(Collection entries)

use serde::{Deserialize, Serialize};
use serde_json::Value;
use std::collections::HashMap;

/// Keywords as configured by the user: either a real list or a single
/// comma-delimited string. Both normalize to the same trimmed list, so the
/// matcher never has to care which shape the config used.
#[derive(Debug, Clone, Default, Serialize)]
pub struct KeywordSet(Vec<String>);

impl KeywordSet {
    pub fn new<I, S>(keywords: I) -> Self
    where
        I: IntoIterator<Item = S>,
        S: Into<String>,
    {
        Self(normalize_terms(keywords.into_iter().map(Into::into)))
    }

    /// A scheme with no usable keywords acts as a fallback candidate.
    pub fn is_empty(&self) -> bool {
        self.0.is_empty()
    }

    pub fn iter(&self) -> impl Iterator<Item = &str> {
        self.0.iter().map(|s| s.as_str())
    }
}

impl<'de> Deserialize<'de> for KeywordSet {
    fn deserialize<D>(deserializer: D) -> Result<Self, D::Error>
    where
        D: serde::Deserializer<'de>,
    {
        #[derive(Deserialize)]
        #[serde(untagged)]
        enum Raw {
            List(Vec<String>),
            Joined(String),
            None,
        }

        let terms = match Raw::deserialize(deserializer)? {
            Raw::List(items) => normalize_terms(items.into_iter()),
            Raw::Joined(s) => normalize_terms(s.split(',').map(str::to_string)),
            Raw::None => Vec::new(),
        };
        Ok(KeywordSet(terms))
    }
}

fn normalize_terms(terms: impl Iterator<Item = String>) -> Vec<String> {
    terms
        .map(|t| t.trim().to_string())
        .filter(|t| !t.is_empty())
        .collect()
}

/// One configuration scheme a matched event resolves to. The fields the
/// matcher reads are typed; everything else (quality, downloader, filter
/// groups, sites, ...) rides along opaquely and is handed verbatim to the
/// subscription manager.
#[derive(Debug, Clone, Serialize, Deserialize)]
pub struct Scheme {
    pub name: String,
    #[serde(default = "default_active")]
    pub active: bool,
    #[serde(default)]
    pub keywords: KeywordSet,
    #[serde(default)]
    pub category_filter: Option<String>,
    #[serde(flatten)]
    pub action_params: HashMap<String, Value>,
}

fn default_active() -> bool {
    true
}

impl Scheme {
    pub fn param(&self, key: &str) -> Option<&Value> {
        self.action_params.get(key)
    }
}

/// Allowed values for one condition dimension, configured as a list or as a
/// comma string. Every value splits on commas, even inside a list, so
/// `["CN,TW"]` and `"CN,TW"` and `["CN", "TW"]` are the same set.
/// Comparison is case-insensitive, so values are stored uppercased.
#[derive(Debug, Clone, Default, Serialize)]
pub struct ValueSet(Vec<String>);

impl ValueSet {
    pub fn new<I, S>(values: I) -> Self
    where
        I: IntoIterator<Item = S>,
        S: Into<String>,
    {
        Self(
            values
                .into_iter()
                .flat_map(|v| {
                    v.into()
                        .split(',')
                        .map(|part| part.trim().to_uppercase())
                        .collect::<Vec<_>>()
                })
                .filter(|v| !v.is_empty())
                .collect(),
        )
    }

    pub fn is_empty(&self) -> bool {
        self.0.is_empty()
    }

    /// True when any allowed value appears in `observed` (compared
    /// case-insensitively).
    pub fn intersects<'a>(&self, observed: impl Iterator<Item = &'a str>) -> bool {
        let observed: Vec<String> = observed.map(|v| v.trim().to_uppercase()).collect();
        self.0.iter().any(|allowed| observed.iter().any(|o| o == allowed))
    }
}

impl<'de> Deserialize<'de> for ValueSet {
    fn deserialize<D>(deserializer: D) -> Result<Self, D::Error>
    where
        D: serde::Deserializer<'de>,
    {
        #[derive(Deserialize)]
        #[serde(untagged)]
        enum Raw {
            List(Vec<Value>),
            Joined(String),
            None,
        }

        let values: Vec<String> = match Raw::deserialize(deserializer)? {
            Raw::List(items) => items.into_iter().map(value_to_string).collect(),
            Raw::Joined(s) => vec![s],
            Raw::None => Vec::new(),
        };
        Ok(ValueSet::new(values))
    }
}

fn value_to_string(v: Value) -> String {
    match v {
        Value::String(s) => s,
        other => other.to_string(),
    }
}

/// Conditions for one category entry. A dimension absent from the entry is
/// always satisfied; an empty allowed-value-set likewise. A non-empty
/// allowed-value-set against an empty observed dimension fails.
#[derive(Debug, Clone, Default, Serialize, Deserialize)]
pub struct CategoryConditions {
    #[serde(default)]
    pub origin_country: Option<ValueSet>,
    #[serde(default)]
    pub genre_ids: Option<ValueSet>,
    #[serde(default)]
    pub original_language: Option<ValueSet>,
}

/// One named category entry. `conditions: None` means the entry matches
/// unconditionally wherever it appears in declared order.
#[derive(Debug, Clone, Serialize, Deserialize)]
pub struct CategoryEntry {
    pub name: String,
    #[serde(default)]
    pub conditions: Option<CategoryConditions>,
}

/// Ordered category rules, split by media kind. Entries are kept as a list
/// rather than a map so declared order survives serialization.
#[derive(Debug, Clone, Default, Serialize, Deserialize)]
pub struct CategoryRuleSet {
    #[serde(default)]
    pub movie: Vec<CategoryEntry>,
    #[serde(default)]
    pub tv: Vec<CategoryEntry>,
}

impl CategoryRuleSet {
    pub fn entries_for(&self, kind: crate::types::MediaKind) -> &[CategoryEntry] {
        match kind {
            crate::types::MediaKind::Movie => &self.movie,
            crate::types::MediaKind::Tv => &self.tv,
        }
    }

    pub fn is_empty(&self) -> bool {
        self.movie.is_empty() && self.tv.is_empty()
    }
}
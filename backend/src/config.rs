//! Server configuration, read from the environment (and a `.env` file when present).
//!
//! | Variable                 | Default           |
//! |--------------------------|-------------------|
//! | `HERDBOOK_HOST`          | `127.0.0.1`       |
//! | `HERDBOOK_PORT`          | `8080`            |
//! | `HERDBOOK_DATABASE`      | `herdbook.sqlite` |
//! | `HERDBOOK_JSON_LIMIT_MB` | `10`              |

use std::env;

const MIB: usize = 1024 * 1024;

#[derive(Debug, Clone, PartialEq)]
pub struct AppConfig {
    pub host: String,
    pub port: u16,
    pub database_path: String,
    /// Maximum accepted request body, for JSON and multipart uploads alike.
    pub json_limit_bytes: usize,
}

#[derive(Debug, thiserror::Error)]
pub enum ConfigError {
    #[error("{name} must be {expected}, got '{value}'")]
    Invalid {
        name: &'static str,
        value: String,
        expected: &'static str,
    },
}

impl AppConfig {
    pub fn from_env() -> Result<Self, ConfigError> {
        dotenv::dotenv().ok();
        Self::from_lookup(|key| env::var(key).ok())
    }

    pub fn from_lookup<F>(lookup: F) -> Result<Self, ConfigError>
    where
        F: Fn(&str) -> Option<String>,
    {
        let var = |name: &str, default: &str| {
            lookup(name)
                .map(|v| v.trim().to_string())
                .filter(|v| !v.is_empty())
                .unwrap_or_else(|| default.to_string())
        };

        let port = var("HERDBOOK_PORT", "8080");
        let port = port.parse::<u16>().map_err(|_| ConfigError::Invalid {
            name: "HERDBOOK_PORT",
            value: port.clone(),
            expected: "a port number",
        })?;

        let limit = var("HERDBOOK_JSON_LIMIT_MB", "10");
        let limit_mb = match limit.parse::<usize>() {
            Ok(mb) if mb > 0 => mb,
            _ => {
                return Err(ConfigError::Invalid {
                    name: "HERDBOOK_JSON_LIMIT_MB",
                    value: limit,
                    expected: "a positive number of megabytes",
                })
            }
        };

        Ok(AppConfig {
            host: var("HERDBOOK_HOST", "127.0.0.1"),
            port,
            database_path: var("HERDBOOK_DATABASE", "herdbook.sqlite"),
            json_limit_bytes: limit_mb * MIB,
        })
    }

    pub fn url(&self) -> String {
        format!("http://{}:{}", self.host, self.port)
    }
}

### TASK BRIEF
Reproduce the entries in full, exactly as written.

### ANSWER FOR THIS EXERCISE
use serde::{Deserialize, Serialize};
use serde_json::Value;
use std::collections::HashMap;

/// Keywords as configured by the user: either a real list or a single
/// comma-delimited string. Both normalize to the same trimmed list, so the
/// matcher never has to care which shape the config used.
#[derive(Debug, Clone, Default, Serialize)]
pub struct KeywordSet(Vec<String>);

impl KeywordSet {
    pub fn new<I, S>(keywords: I) -> Self
    where
        I: IntoIterator<Item = S>,
        S: Into<String>,
    {
        Self(normalize_terms(keywords.into_iter().map(Into::into)))
    }

    /// A scheme with no usable keywords acts as a fallback candidate.
    pub fn is_empty(&self) -> bool {
        self.0.is_empty()
    }

    pub fn iter(&self) -> impl Iterator<Item = &str> {
        self.0.iter().map(|s| s.as_str())
    }
}

impl<'de> Deserialize<'de> for KeywordSet {
    fn deserialize<D>(deserializer: D) -> Result<Self, D::Error>
    where
        D: serde::Deserializer<'de>,
    {
        #[derive(Deserialize)]
        #[serde(untagged)]
        enum Raw {
            List(Vec<String>),
            Joined(String),
            None,
        }

        let terms = match Raw::deserialize(deserializer)? {
            Raw::List(items) => normalize_terms(items.into_iter()),
            Raw::Joined(s) => normalize_terms(s.split(',').map(str::to_string)),
            Raw::None => Vec::new(),
        };
        Ok(KeywordSet(terms))
    }
}

fn normalize_terms(terms: impl Iterator<Item = String>) -> Vec<String> {
    terms
        .map(|t| t.trim().to_string())
        .filter(|t| !t.is_empty())
        .collect()
}

/// One configuration scheme a matched event resolves to. The fields the
/// matcher reads are typed; everything else (quality, downloader, filter
/// groups, sites, ...) rides along opaquely and is handed verbatim to the
/// subscription manager.
#[derive(Debug, Clone, Serialize, Deserialize)]
pub struct Scheme {
    pub name: String,
    #[serde(default = "default_active")]
    pub active: bool,
    #[serde(default)]
    pub keywords: KeywordSet,
    #[serde(default)]
    pub category_filter: Option<String>,
    #[serde(flatten)]
    pub action_params: HashMap<String, Value>,
}

fn default_active() -> bool {
    true
}

impl Scheme {
    pub fn param(&self, key: &str) -> Option<&Value> {
        self.action_params.get(key)
    }
}

/// Allowed values for one condition dimension, configured as a list or as a
/// comma string. Every value splits on commas, even inside a list, so
/// `["CN,TW"]` and `"CN,TW"` and `["CN", "TW"]` are the same set.
/// Comparison is case-insensitive, so values are stored uppercased.
#[derive(Debug, Clone, Default, Serialize)]
pub struct ValueSet(Vec<String>);

impl ValueSet {
    pub fn new<I, S>(values: I) -> Self
    where
        I: IntoIterator<Item = S>,
        S: Into<String>,
    {
        Self(
            values
                .into_iter()
                .flat_map(|v| {
                    v.into()
                        .split(',')
                        .map(|part| part.trim().to_uppercase())
                        .collect::<Vec<_>>()
                })
                .filter(|v| !v.is_empty())
                .collect(),
        )
    }

    pub fn is_empty(&self) -> bool {
        self.0.is_empty()
    }

    /// True when any allowed value appears in `observed` (compared
    /// case-insensitively).
    pub fn intersects<'a>(&self, observed: impl Iterator<Item = &'a str>) -> bool {
        let observed: Vec<String> = observed.map(|v| v.trim().to_uppercase()).collect();
        self.0.iter().any(|allowed| observed.iter().any(|o| o == allowed))
    }
}

impl<'de> Deserialize<'de> for ValueSet {
    fn deserialize<D>(deserializer: D) -> Result<Self, D::Error>
    where
        D: serde::Deserializer<'de>,
    {
        #[derive(Deserialize)]
        #[serde(untagged)]
        enum Raw {
            List(Vec<Value>),
            Joined(String),
            None,
        }

        let values: Vec<String> = match Raw::deserialize(deserializer)? {
            Raw::List(items) => items.into_iter().map(value_to_string).collect(),
            Raw::Joined(s) => vec![s],
            Raw::None => Vec::new(),
        };
        Ok(ValueSet::new(values))
    }
}

fn value_to_string(v: Value) -> String {
    match v {
        Value::String(s) => s,
        other => other.to_string(),
    }
}

/// Conditions for one category entry. A dimension absent from the entry is
/// always satisfied; an empty allowed-value-set likewise. A non-empty
/// allowed-value-set against an empty observed dimension fails.
#[derive(Debug, Clone, Default, Serialize, Deserialize)]
pub struct CategoryConditions {
    #[serde(default)]
    pub origin_country: Option<ValueSet>,
    #[serde(default)]
    pub genre_ids: Option<ValueSet>,
    #[serde(default)]
    pub original_language: Option<ValueSet>,
}

/// One named category entry. `conditions: None` means the entry matches
/// unconditionally wherever it appears in declared order.
#[derive(Debug, Clone, Serialize, Deserialize)]
pub struct CategoryEntry {
    pub name: String,
    #[serde(default)]
    pub conditions: Option<CategoryConditions>,
}

/// Ordered category rules, split by media kind. Entries are kept as a list
/// rather than a map so declared order survives serialization.
#[derive(Debug, Clone, Default, Serialize, Deserialize)]
pub struct CategoryRuleSet {
    #[serde(default)]
    pub movie: Vec<CategoryEntry>,
    #[serde(default)]
    pub tv: Vec<CategoryEntry>,
}

impl CategoryRuleSet {
    pub fn entries_for(&self, kind: crate::types::MediaKind) -> &[CategoryEntry] {
        match kind {
            crate::types::MediaKind::Movie => &self.movie,
            crate::types::MediaKind::Tv => &self.tv,
        }
    }

    pub fn is_empty(&self) -> bool {
        self.movie.is_empty() && self.tv.is_empty()
    }
}
filename backend/src/config.rs
//! Server configuration, read from the environment (and a `.env` file when present).
//!
//! | Variable                 | Default           |
//! |--------------------------|-------------------|
//! | `HERDBOOK_HOST`          | `127.0.0.1`       |
//! | `HERDBOOK_PORT`          | `8080`            |
//! | `HERDBOOK_DATABASE`      | `herdbook.sqlite` |
//! | `HERDBOOK_JSON_LIMIT_MB` | `10`              |

use std::env;

const MIB: usize = 1024 * 1024;

#[derive(Debug, Clone, PartialEq)]
pub struct AppConfig {
    pub host: String,
    pub port: u16,
    pub database_path: String,
    /// Maximum accepted request body, for JSON and multipart uploads alike.
    pub json_limit_bytes: usize,
}

#[derive(Debug, thiserror::Error)]
pub enum ConfigError {
    #[error("{name} must be {expected}, got '{value}'")]
    Invalid {
        name: &'static str,
        value: String,
        expected: &'static str,
    },
}

impl AppConfig {
    pub fn from_env() -> Result<Self, ConfigError> {
        dotenv::dotenv().ok();
        Self::from_lookup(|key| env::var(key).ok())
    }

    pub fn from_lookup<F>(lookup: F) -> Result<Self, ConfigError>
    where
        F: Fn(&str) -> Option<String>,
    {
        let var = |name: &str, default: &str| {
            lookup(name)
                .map(|v| v.trim().to_string())
                .filter(|v| !v.is_empty())
                .unwrap_or_else(|| default.to_string())
        };

        let port = var("HERDBOOK_PORT", "8080");
        let port = port.parse::<u16>().map_err(|_| ConfigError::Invalid {
            name: "HERDBOOK_PORT",
            value: port.clone(),
            expected: "a port number",
        })?;

        let limit = var("HERDBOOK_JSON_LIMIT_MB", "10");
        let limit_mb = match limit.parse::<usize>() {
            Ok(mb) if mb > 0 => mb,
            _ => {
                return Err(ConfigError::Invalid {
                    name: "HERDBOOK_JSON_LIMIT_MB",
                    value: limit,
                    expected: "a positive number of megabytes",
                })
            }
        };

        Ok(AppConfig {
            host: var("HERDBOOK_HOST", "127.0.0.1"),
            port,
            database_path: var("HERDBOOK_DATABASE", "herdbook.sqlite"),
            json_limit_bytes: limit_mb * MIB,
        })
    }

    pub fn url(&self) -> String {
        format!("http://{}:{}", self.host, self.port)
    }
}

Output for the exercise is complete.